Non sorprende che le avventure della prof Camilla Baudino abbiano ispirato una fiction di successo, perché hanno tutti gli ingredienti per conquistare il pubblico medio che segue determinate serie televisive: leggerezza combinata a sana ironia, stile divertente, una protagonista carica dei soliti problemi con cui il pubblico femminile si sentirà solidale, una trama sufficientemente articolata ma non complessa.

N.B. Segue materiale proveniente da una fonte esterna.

//! Shape manipulation and sample-axis matricization
//!
//! The canonical flattening used throughout the workspace: a tensor of shape
//! `(N, d_1, ..., d_k)` becomes an `(N, d_1 * ... * d_k)` matrix whose row `n`
//! holds sample `n` in row-major order over `d_1..d_k` (the last axis varies
//! fastest). Folding is the exact inverse, so
//! `fold_samples(unfold_samples(T), T.shape()[1..]) == T` element for element.

use super::types::DenseND;
use crate::error::ShapeError;
use scirs2_core::ndarray_ext::{Array2, Ix2, IxDyn};
use scirs2_core::numeric::Num;

impl<T> DenseND<T>
where
    T: Clone + Num,
{
    /// Reshape the tensor to a new shape, keeping row-major element order
    ///
    /// # Examples
    ///
    /// ```
    /// use tenreg_core::DenseND;
    ///
    /// let tensor = DenseND::<f64>::zeros(&[2, 3, 4]);
    /// let reshaped = tensor.reshape(&[6, 4]).unwrap();
    /// assert_eq!(reshaped.shape(), &[6, 4]);
    /// assert!(tensor.reshape(&[7]).is_err());
    /// ```
    pub fn reshape(&self, new_shape: &[usize]) -> Result<Self, ShapeError> {
        let new_size: usize = new_shape.iter().product();
        if new_size != self.len() {
            return Err(ShapeError::ElementCount {
                shape: new_shape.to_vec(),
                expected: new_size,
                actual: self.len(),
            });
        }
        let reshaped = self
            .data
            .view()
            .into_shape_with_order(IxDyn(new_shape))
            .map_err(|e| ShapeError::Layout(e.to_string()))?;
        Ok(Self {
            data: reshaped.to_owned(),
        })
    }

    /// Number of samples, i.e. the size of the leading axis
    pub fn sample_count(&self) -> Result<usize, ShapeError> {
        self.shape()
            .first()
            .copied()
            .ok_or(ShapeError::MissingSampleAxis)
    }

    /// Shape of a single sample (every axis but the leading one)
    pub fn trailing_shape(&self) -> Result<&[usize], ShapeError> {
        if self.rank() == 0 {
            return Err(ShapeError::MissingSampleAxis);
        }
        Ok(&self.shape()[1..])
    }

    /// Matricize along the sample axis
    ///
    /// Maps a tensor of shape `(N, d_1, ..., d_k)` to an `(N, d_1 * ... * d_k)`
    /// matrix. A rank-1 tensor of shape `(N,)` becomes an `(N, 1)` matrix.
    ///
    /// # Examples
    ///
    /// ```
    /// use tenreg_core::DenseND;
    ///
    /// let tensor = DenseND::from_fn(&[2, 3, 4], |idx| (idx[0] * 100 + idx[1] * 10 + idx[2]) as f64);
    /// let mat = tensor.unfold_samples().unwrap();
    /// assert_eq!(mat.shape(), &[2, 12]);
    /// // Column index j = i1 * 4 + i2
    /// assert_eq!(mat[[1, 2 * 4 + 3]], 123.0);
    /// ```
    pub fn unfold_samples(&self) -> Result<Array2<T>, ShapeError> {
        let n = self.sample_count()?;
        let features: usize = self.trailing_shape()?.iter().product();
        self.data
            .view()
            .into_shape_with_order(IxDyn(&[n, features]))
            .and_then(|v| v.into_dimensionality::<Ix2>())
            .map(|v| v.to_owned())
            .map_err(|e| ShapeError::Layout(e.to_string()))
    }

    /// Fold a sample matrix back into a tensor of shape `(N, trailing...)`
    ///
    /// This is the exact inverse of [`unfold_samples`](Self::unfold_samples).
    ///
    /// # Errors
    ///
    /// Returns [`ShapeError::FoldMismatch`] when the matrix column count is
    /// not the product of `trailing`.
    ///
    /// # Examples
    ///
    /// ```
    /// use scirs2_core::ndarray_ext::Array2;
    /// use tenreg_core::DenseND;
    ///
    /// let matrix: Array2<f64> = Array2::zeros((5, 6));
    /// let tensor = DenseND::fold_samples(&matrix, &[2, 3]).unwrap();
    /// assert_eq!(tensor.shape(), &[5, 2, 3]);
    /// assert!(DenseND::fold_samples(&matrix, &[4, 2]).is_err());
    /// ```
    pub fn fold_samples(matrix: &Array2<T>, trailing: &[usize]) -> Result<Self, ShapeError> {
        let (rows, cols) = matrix.dim();
        let expected_cols: usize = trailing.iter().product();
        if cols != expected_cols {
            return Err(ShapeError::FoldMismatch {
                matrix: [rows, cols],
                trailing: trailing.to_vec(),
            });
        }

        let mut shape = Vec::with_capacity(trailing.len() + 1);
        shape.push(rows);
        shape.extend_from_slice(trailing);

        let flat: Vec<T> = matrix.iter().cloned().collect();
        Self::from_vec(flat, &shape)
    }

    /// Reinterpret a matrix as a tensor of the given full shape
    ///
    /// Used to turn an `(I, J)` weight matrix into its `(I_1..I_M, J_1..J_K)`
    /// tensor form; the matrix is read in row-major order.
    pub fn from_matrix(matrix: &Array2<T>, shape: &[usize]) -> Result<Self, ShapeError> {
        let flat: Vec<T> = matrix.iter().cloned().collect();
        Self::from_vec(flat, shape)
    }
}
//! Low-rank tensor regression via alternating least squares
//!
//! Given N paired samples `X: (N, I_1..I_M)` and `Y: (N, J_1..J_K)`, finds a
//! weight tensor `W: (I_1..I_M, J_1..J_K)` of CP-rank R such that contracting
//! `W` with each input sample approximates the matching output sample, with
//! ridge penalty λ. `W` is only materialized for monitoring and at the end;
//! the optimization runs on its R factor pairs.
//!
//! Control flow:
//!
//! ```text
//! unfold X, Y → operators (once) → { sweep → stabilize → monitor }* → fold W
//! ```

use scirs2_core::numeric::Num;
use scirs2_core::random::{thread_rng, Rng, SeedableRng, StdRng};
use tenreg_core::DenseND;

use crate::config::FitConfig;
use crate::error::FitError;
use crate::factors::{FactorSet, FactorUpdateEngine};
use crate::monitor::{
    regularized_mse, ConvergenceMonitor, MonitorDecision, ProgressObserver, TracingObserver,
};
use crate::operators::RegularizedOperators;
use crate::reconstruct::{contract_samples, reconstruct_weights};
use crate::scalar::{cast, to_f64, FitScalar};

/// How the iteration loop ended
#[derive(Debug, Clone, Copy, PartialEq, Eq)]
pub enum FitStatus {
    /// Successive errors differed by less than `eps`
    Converged,
    /// `max_iter` sweeps ran without meeting `eps`
    MaxItersReached,
}

/// Non-fatal signal that the iteration cap was hit
#[derive(Debug, Clone, Copy, PartialEq)]
pub struct NonConvergenceWarning {
    pub iters: usize,
    /// Last `|previous − current|` error change, if two sweeps ran
    pub last_delta: Option<f64>,
}

impl std::fmt::Display for NonConvergenceWarning {
    fn fmt(&self, f: &mut std::fmt::Formatter<'_>) -> std::fmt::Result {
        match self.last_delta {
            Some(delta) => write!(
                f,
                "no convergence after {} iterations (last change {:e})",
                self.iters, delta
            ),
            None => write!(f, "no convergence after {} iterations", self.iters),
        }
    }
}

/// Result of a low-rank fit
#[derive(Debug, Clone)]
pub struct LowRankFit<T: Clone + Num> {
    /// Weight tensor of shape `X.shape[1..] ++ Y.shape[1..]`
    pub weights: DenseND<T>,

    /// Regularized training MSE after the final sweep
    pub error: T,

    /// Number of sweeps performed
    pub iters: usize,

    pub status: FitStatus,

    /// Normalized factor pairs after the final sweep, present only when
    /// [`FitConfig::keep_factors`] is set
    pub factors: Option<FactorSet<T>>,

    last_delta: Option<T>,
}

impl<T: FitScalar> LowRankFit<T> {
    pub fn converged(&self) -> bool {
        self.status == FitStatus::Converged
    }

    /// `Some` when the fit stopped at the iteration cap
    pub fn warning(&self) -> Option<NonConvergenceWarning> {
        match self.status {
            FitStatus::Converged => None,
            FitStatus::MaxItersReached => Some(NonConvergenceWarning {
                iters: self.iters,
                last_delta: self.last_delta.map(to_f64),
            }),
        }
    }

    /// Predict outputs `(N, J_1..J_K)` for a batch of inputs
    pub fn predict(&self, x: &DenseND<T>) -> Result<DenseND<T>, FitError> {
        contract_samples(x, &self.weights)
    }
}

/// Fit a rank-`config.rank` weight tensor mapping `x` samples to `y` samples
///
/// Initialization uses `config.seed` when set (otherwise entropy) and
/// progress goes to `tracing` at debug level. Use [`fit_with`] to inject the
/// generator and the progress observer.
///
/// # Errors
///
/// - [`FitError::ShapeMismatch`] if `x` and `y` differ in sample count
/// - [`FitError::InvalidRank`] / [`FitError::InvalidConfig`] for bad hyperparameters
/// - [`FitError::SingularMatrix`] if `XᵀX + λI` is not invertible
/// - [`FitError::DegenerateFactor`] if an update or rescale would divide by ~0
///
/// Reaching `max_iter` is not an error; see [`LowRankFit::warning`].
///
/// # Examples
///
/// ```
/// use tenreg_core::DenseND;
/// use tenreg_fit::{fit, FitConfig};
///
/// let x = DenseND::<f64>::from_fn(&[20, 3, 2], |idx| ((idx[0] * 7 + idx[1] * 3 + idx[2]) % 5) as f64);
/// let y = DenseND::<f64>::from_fn(&[20, 4], |idx| ((idx[0] + idx[1]) % 3) as f64);
///
/// let result = fit(&x, &y, &FitConfig::new(2).with_seed(1))?;
/// assert_eq!(result.weights.shape(), &[3, 2, 4]);
/// # Ok::<(), tenreg_fit::FitError>(())
/// ```
pub fn fit<T: FitScalar>(
    x: &DenseND<T>,
    y: &DenseND<T>,
    config: &FitConfig,
) -> Result<LowRankFit<T>, FitError> {
    let mut rng = if let Some(seed) = config.seed {
        StdRng::seed_from_u64(seed)
    } else {
        let mut thread_rng_instance = thread_rng();
        StdRng::from_rng(&mut thread_rng_instance)
    };
    fit_with(x, y, config, &mut rng, &mut TracingObserver)
}

/// [`fit`] with an injected random generator and progress observer
pub fn fit_with<T, R, O>(
    x: &DenseND<T>,
    y: &DenseND<T>,
    config: &FitConfig,
    rng: &mut R,
    observer: &mut O,
) -> Result<LowRankFit<T>, FitError>
where
    T: FitScalar,
    R: Rng,
    O: ProgressObserver<T> + ?Sized,
{
    config.validate()?;

    let x_samples = x.sample_count()?;
    let y_samples = y.sample_count()?;
    if x_samples != y_samples {
        return Err(FitError::ShapeMismatch {
            x_samples,
            y_samples,
        });
    }

    let span = tracing::info_span!(
        "low_rank_fit",
        rank = config.rank,
        lambda = config.lambda_reg,
        samples = x_samples
    );
    let _enter = span.enter();

    let lambda: T = cast(config.lambda_reg, "lambda_reg")?;
    let eps: T = cast(config.eps, "eps")?;
    let tol: T = cast(config.degeneracy_tol, "degeneracy_tol")?;

    let x_mat = x.unfold_samples()?;
    let y_mat = y.unfold_samples()?;
    let ops = RegularizedOperators::new(&x_mat, &y_mat, lambda)?;
    tracing::debug!(
        input_dim = ops.input_dim(),
        output_dim = ops.output_dim(),
        "regularized operators ready"
    );

    let factors = FactorSet::random(
        config.rank,
        ops.input_dim(),
        ops.output_dim(),
        config.init,
        rng,
    )?;
    let mut engine = FactorUpdateEngine::new(&ops, factors, tol)?;
    let mut monitor = ConvergenceMonitor::new(eps, config.max_iter);

    let status = loop {
        engine.sweep()?;
        engine.normalize()?;

        let w_mat = engine.factors().weight_matrix();
        let error = regularized_mse(&x_mat, &y_mat, &w_mat, ops.lambda());

        match monitor.record(error, observer) {
            MonitorDecision::Continue => {}
            MonitorDecision::Converged => {
                tracing::info!(iters = monitor.steps(), error = %error, "converged");
                break FitStatus::Converged;
            }
            MonitorDecision::MaxItersReached => {
                tracing::warn!(
                    iters = monitor.steps(),
                    error = %error,
                    delta = ?monitor.delta().map(to_f64),
                    "iteration cap reached without convergence"
                );
                break FitStatus::MaxItersReached;
            }
        }
    };

    let factors = engine.into_factors();
    let weights = reconstruct_weights(&factors, x.trailing_shape()?, y.trailing_shape()?)?;

    Ok(LowRankFit {
        weights,
        error: monitor.error().unwrap_or_else(T::nan),
        iters: monitor.steps(),
        status,
        factors: config.keep_factors.then_some(factors),
        last_delta: monitor.delta(),
    })
}

#[cfg(test)]
mod tests {
    use super::*;
    use crate::monitor::{ErrorHistory, NoopObserver};
    use scirs2_core::ndarray_ext::Array1;

    fn rank1_problem(n: usize) -> (DenseND<f64>, DenseND<f64>) {
        let mut rng = StdRng::seed_from_u64(11);
        let x = DenseND::<f64>::random_normal(&[n, 2, 3], 0.0, 1.0, &mut rng);
        let u = Array1::from(vec![1.0, -0.5, 0.25, 2.0, 0.0, -1.0]);
        let v = Array1::from(vec![0.5, 1.5, -1.0, 0.75]);
        let w_true = FactorSet::from_pairs(vec![(u, v)]).unwrap().weight_matrix();
        let y_mat = x.unfold_samples().unwrap().dot(&w_true);
        let y = DenseND::fold_samples(&y_mat, &[2, 2]).unwrap();
        (x, y)
    }

    #[test]
    fn test_rank1_exact_recovery() {
        let (x, y) = rank1_problem(40);
        let config = FitConfig::new(1)
            .with_lambda(1e-10)
            .with_eps(1e-14)
            .with_max_iter(500);
        let result = fit_with(
            &x,
            &y,
            &config,
            &mut StdRng::seed_from_u64(3),
            &mut NoopObserver,
        )
        .unwrap();

        assert!(result.converged());
        assert!(result.error < 1e-8, "error = {}", result.error);
        assert_eq!(result.weights.shape(), &[2, 3, 2, 2]);
    }

    #[test]
    fn test_sample_mismatch_is_error() {
        let x = DenseND::<f64>::zeros(&[5, 2]);
        let y = DenseND::<f64>::zeros(&[4, 2]);
        let err = fit(&x, &y, &FitConfig::new(1).with_seed(0)).unwrap_err();
        assert!(matches!(
            err,
            FitError::ShapeMismatch {
                x_samples: 5,
                y_samples: 4
            }
        ));
    }

    #[test]
    fn test_invalid_config_rejected_before_work() {
        let (x, y) = rank1_problem(5);
        assert!(matches!(
            fit(&x, &y, &FitConfig::new(0)),
            Err(FitError::InvalidRank(0))
        ));
        assert!(matches!(
            fit(&x, &y, &FitConfig::new(1).with_lambda(-1.0)),
            Err(FitError::InvalidConfig(_))
        ));
    }

    #[test]
    fn test_iteration_cap_warning() {
        let (x, y) = rank1_problem(10);
        let config = FitConfig::new(2).with_eps(1e-300).with_max_iter(3);
        let mut history = ErrorHistory::new();
        let result = fit_with(&x, &y, &config, &mut StdRng::seed_from_u64(9), &mut history)
            .unwrap();

        assert_eq!(result.status, FitStatus::MaxItersReached);
        assert_eq!(result.iters, 3);
        assert_eq!(history.errors.len(), 3);
        let warning = result.warning().unwrap();
        assert_eq!(warning.iters, 3);
        assert!(warning.last_delta.is_some());
        assert_eq!(result.error, history.errors[2]);
    }

    #[test]
    fn test_seeded_fits_are_reproducible() {
        let (x, y) = rank1_problem(12);
        let config = FitConfig::new(2).with_seed(77).with_max_iter(20);
        let a = fit(&x, &y, &config).unwrap();
        let b = fit(&x, &y, &config).unwrap();
        assert_eq!(a.weights, b.weights);
        assert_eq!(a.iters, b.iters);
    }

    #[test]
    fn test_keep_factors_reproduces_weights() {
        let (x, y) = rank1_problem(12);
        let config = FitConfig::new(2).with_seed(5).with_max_iter(50).with_factors();
        let result = fit(&x, &y, &config).unwrap();
        let factors = result.factors.as_ref().unwrap();
        assert_eq!(factors.rank(), 2);
        let rebuilt = reconstruct_weights(factors, &[2, 3], &[2, 2]).unwrap();
        assert_eq!(rebuilt, result.weights);

        let without = fit(&x, &y, &FitConfig::new(2).with_seed(5).with_max_iter(50)).unwrap();
        assert!(without.factors.is_none());
    }
}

Romanzo non adatto a chi cerca il brivido, la tensione, le tinte fosche da noir e una certa complessità della trama: le vicende si potrebbero riassumere in poche righe, il romanzo è fatto più che altro di pensieri, riflessioni e vissuto personale che di colpi di scena e accadimenti. La trama è poco verosimigliante: quante probabilità ci sono che due amiche restino coinvolte nel medesimo momento in due casi di omicidio che si svolgono in due città diverse, per quanto vicine? Quanto è probabile che entrambe provino un certo groviglio nello stomaco per i due ispettori di polizia che seguono i casi? E che entrambe in qualche modo li aiutino nelle indagini? Il cattivo, neanche a dirlo, per caso è molto vicino a una delle due. È quasi una bella favola moderna, dove tutto si aggiusta, dove anche si sorride: in questo romanzo la morte non fa paura, i cattivi sono macchiette pittoresche (penso alla prozia Clementina), i responsabili delle indagini sono attratti dalle protagoniste e hanno bisogno delle loro imboccate per arrivare alla soluzione dei casi.
È senza dubbio un buon romanzo e la sua qualità risiede soprattutto nell’eccellenza dello stile e della forma, ma definirlo “thriller” in sovraccoperta è fuorviante.